Retype each line exactly as it stands, beginning at the first line of the material and finishing with the line that contains "assert_eq!(table.n_rows(), 2);".

- Records supplied -
____

use super::*;
use tempfile::TempDir;

#[test]
fn test_read_infers_column_types() {
    let csv = "Id,Length,Species\n1,5.1,Iris-setosa\n2,4.9,Iris-setosa\n";
    let table = read_csv_from_reader(csv.as_bytes()).unwrap();

    assert_eq!(table.n_rows(), 2);
    assert_eq!(table.column("Id").unwrap(), &Column::Integer(array![1, 2]));
    assert_eq!(table.column("Length").unwrap(), &Column::Float(array![5.1, 4.9]));
    assert_eq!(table.column("Species").unwrap().dtype(), ColumnType::Text);
}

#[test]
fn test_read_integer_column_with_gap_becomes_float() {
    let csv = "a,b\n1,x\n,y\n3,z\n";
    let table = read_csv_from_reader(csv.as_bytes()).unwrap();

    match table.column("a").unwrap() {
        Column::Float(values) => {
            assert_abs_diff_eq!(values[0], 1.0, epsilon = 1e-12);
            assert!(values[1].is_nan());
            assert_abs_diff_eq!(values[2], 3.0, epsilon = 1e-12);
        }
        other => panic!("expected a float column, got {:?}", other.dtype()),
    }
}

#[test]
fn test_read_header_only() {
    let table = read_csv_from_reader("Id,Species\n".as_bytes()).unwrap();
    assert_eq!(table.n_rows(), 0);
    assert_eq!(table.n_cols(), 2);
}

#[test]
fn test_read_empty_input_is_parse_error() {
    assert!(matches!(
        read_csv_from_reader("".as_bytes()),
        Err(DataError::ParseError(_))
    ));
}

#[test]
fn test_read_ragged_row_is_parse_error() {
    let csv = "a,b\n1,2\n3\n";
    assert!(matches!(
        read_csv_from_reader(csv.as_bytes()),
        Err(DataError::ParseError(_))
    ));
}

#[test]
fn test_read_missing_file() {
    let dir = TempDir::new().unwrap();
    let path = dir.path().join("absent.csv");
    match read_csv(&path) {
        Err(DataError::FileNotFound(p)) => assert_eq!(p, path),
        other => panic!("expected FileNotFound, got {:?}", other),
    }
}

#[test]
fn test_write_has_header_and_no_index() {
    let mut out = Vec::new();
    write_csv_to_writer(&id_value_table(2), &mut out).unwrap();

    assert_eq!(String::from_utf8(out).unwrap(), "Id,Value\n1,0.5\n2,1.0\n");
}

#[test]
fn test_write_then_read_preserves_table() {
    let dir = TempDir::new().unwrap();
    let path = dir.path().join("table.csv");
    let table = Table::new(
        vec!["Width".to_string(), "Label".to_string()],
        vec![
            Column::Float(array![2.0, 0.25, 10.5]),
            Column::Text(array!["a b".to_string(), "c,d".to_string(), "e".to_string()]),
        ],
    )
    .unwrap();

    write_csv(&table, &path).unwrap();
    let reread = read_csv(&path).unwrap();

    assert_eq!(reread, table);
}

#[test]
fn test_large_floats_stay_float_after_rewrite() {
    let table = Table::new(
        vec!["Mass".to_string()],
        vec![Column::Float(array![1e16, 3.0e22, 0.5])],
    )
    .unwrap();

    let mut out = Vec::new();
    write_csv_to_writer(&table, &mut out).unwrap();
    let reread = read_csv_from_reader(out.as_slice()).unwrap();

    assert_eq!(reread.column("Mass").unwrap().dtype(), ColumnType::Float);
    assert_eq!(reread, table);
}
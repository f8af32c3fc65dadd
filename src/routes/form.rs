// SPDX-License-Identifier: MIT
// Copyright 2026 Roland Dreier <roland@rolandd.dev>

//! Multipart form intake.
//!
//! File parts are streamed straight into the upload directory as
//! [`StagedFile`]s; text parts are collected in memory. Each endpoint names
//! the file fields it accepts, and each may appear at most once. Anything
//! staged is removed again if intake fails part-way, since the
//! `StagedFile`s are dropped with the partially built form.

use crate::error::{AppError, Result};
use crate::services::StagedFile;
use axum::extract::multipart::{Field, MultipartError, MultipartRejection};
use axum::extract::Multipart;
use axum::http::StatusCode;
use std::collections::HashMap;
use std::path::Path;
use tokio::io::AsyncWriteExt;

/// A parsed multipart request.
#[derive(Debug, Default)]
pub struct MultipartForm {
    fields: HashMap<String, String>,
    files: HashMap<String, StagedFile>,
}

fn multipart_error(e: MultipartError) -> AppError {
    if e.status() == StatusCode::PAYLOAD_TOO_LARGE {
        AppError::Validation("Upload exceeds the maximum allowed size".to_string())
    } else {
        AppError::Validation(format!("Invalid multipart body: {}", e.body_text()))
    }
}

async fn stage_field(dir: &Path, name: &str, mut field: Field<'_>) -> Result<StagedFile> {
    let (staged, mut file) = StagedFile::create(dir, name, field.file_name()).await?;

    while let Some(chunk) = field.chunk().await.map_err(multipart_error)? {
        file.write_all(&chunk).await.map_err(|e| {
            AppError::Internal(anyhow::anyhow!("Failed to write staged upload: {}", e))
        })?;
    }
    file.flush()
        .await
        .map_err(|e| AppError::Internal(anyhow::anyhow!("Failed to write staged upload: {}", e)))?;

    Ok(staged)
}

impl MultipartForm {
    /// Read the whole request, staging files for the `file_fields` given.
    pub async fn stage(
        multipart: std::result::Result<Multipart, MultipartRejection>,
        dir: &Path,
        file_fields: &[&str],
    ) -> Result<Self> {
        let mut multipart = multipart.map_err(|rejection| {
            AppError::Validation(format!("Expected a multipart form: {}", rejection.body_text()))
        })?;

        let mut form = Self::default();

        while let Some(field) = multipart.next_field().await.map_err(multipart_error)? {
            let name = field.name().unwrap_or_default().to_string();

            match field.file_name() {
                None => {
                    let value = field.text().await.map_err(multipart_error)?;
                    form.fields.insert(name, value);
                    continue;
                }
                // Browsers send an empty file part when nothing was chosen.
                Some("") => continue,
                Some(_) => {}
            }

            if !file_fields.contains(&name.as_str()) {
                return Err(AppError::Validation(format!(
                    "Unexpected file field '{}'",
                    name
                )));
            }
            if form.files.contains_key(&name) {
                return Err(AppError::Validation(format!(
                    "Only one file is allowed for '{}'",
                    name
                )));
            }

            let staged = stage_field(dir, &name, field).await?;
            tracing::debug!(field = %name, path = %staged.path().display(), "Staged upload");
            form.files.insert(name, staged);
        }

        Ok(form)
    }

    /// Text value of a field, or empty if it was not sent.
    pub fn text(&self, name: &str) -> String {
        self.fields.get(name).cloned().unwrap_or_default()
    }

    pub fn take_file(&mut self, name: &str) -> Option<StagedFile> {
        self.files.remove(name)
    }
}
// SPDX-License-Identifier: MIT
// Copyright 2026 Roland Dreier <roland@rolandd.dev>

//! Application error types with consistent API responses.

use axum::{
    http::StatusCode,
    response::{IntoResponse, Response},
    Json,
};
use serde::Serialize;

/// Application error type that converts to HTTP responses.
#[derive(Debug, thiserror::Error)]
pub enum AppError {
    #[error("{0}")]
    Validation(String),

    #[error("{0}")]
    Conflict(String),

    #[error("Invalid user credentials")]
    InvalidCredentials,

    #[error("Access denied, no token provided")]
    MissingToken,

    #[error("Invalid or expired token")]
    InvalidToken,

    #[error("Refresh token has been superseded or revoked")]
    StaleToken,

    #[error("{0}")]
    Forbidden(String),

    #[error("Resource not found: {0}")]
    NotFound(String),

    #[error("Media storage error: {0}")]
    StorageUpload(String),

    #[error("Upstream timeout: {0}")]
    UpstreamTimeout(String),

    #[error("Database error: {0}")]
    Database(String),

    #[error("Internal server error: {0}")]
    Internal(#[from] anyhow::Error),
}

impl AppError {
    /// HTTP status for this error class.
    pub fn status_code(&self) -> StatusCode {
        match self {
            AppError::Validation(_) => StatusCode::BAD_REQUEST,
            AppError::Conflict(_) => StatusCode::CONFLICT,
            AppError::InvalidCredentials
            | AppError::MissingToken
            | AppError::InvalidToken
            | AppError::StaleToken => StatusCode::UNAUTHORIZED,
            AppError::Forbidden(_) => StatusCode::FORBIDDEN,
            AppError::NotFound(_) => StatusCode::NOT_FOUND,
            AppError::StorageUpload(_) => StatusCode::BAD_GATEWAY,
            AppError::UpstreamTimeout(_) => StatusCode::GATEWAY_TIMEOUT,
            AppError::Database(_) | AppError::Internal(_) => StatusCode::INTERNAL_SERVER_ERROR,
        }
    }
}

/// JSON error response body
#[derive(Serialize)]
#[serde(rename_all = "camelCase")]
struct ErrorResponse {
    success: bool,
    status_code: u16,
    message: String,
}

impl IntoResponse for AppError {
    fn into_response(self) -> Response {
        let status = self.status_code();

        let message = match &self {
            AppError::Database(msg) => {
                tracing::error!(error = %msg, "Database error");
                "Something went wrong while accessing the database".to_string()
            }
            AppError::Internal(err) => {
                tracing::error!(error = %err, "Internal server error");
                "Internal server error".to_string()
            }
            AppError::StorageUpload(msg) => {
                tracing::warn!(error = %msg, "Media storage error");
                self.to_string()
            }
            AppError::UpstreamTimeout(msg) => {
                tracing::warn!(error = %msg, "Upstream call timed out");
                self.to_string()
            }
            other => other.to_string(),
        };

        let body = ErrorResponse {
            success: false,
            status_code: status.as_u16(),
            message,
        };

        (status, Json(body)).into_response()
    }
}

/// Result type alias for handlers
pub type Result<T> = std::result::Result<T, AppError>;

____

- Answer to this task -
use super::*;
use tempfile::TempDir;

#[test]
fn test_read_infers_column_types() {
    let csv = "Id,Length,Species\n1,5.1,Iris-setosa\n2,4.9,Iris-setosa\n";
    let table = read_csv_from_reader(csv.as_bytes()).unwrap();

    assert_eq!(table.n_rows(), 2);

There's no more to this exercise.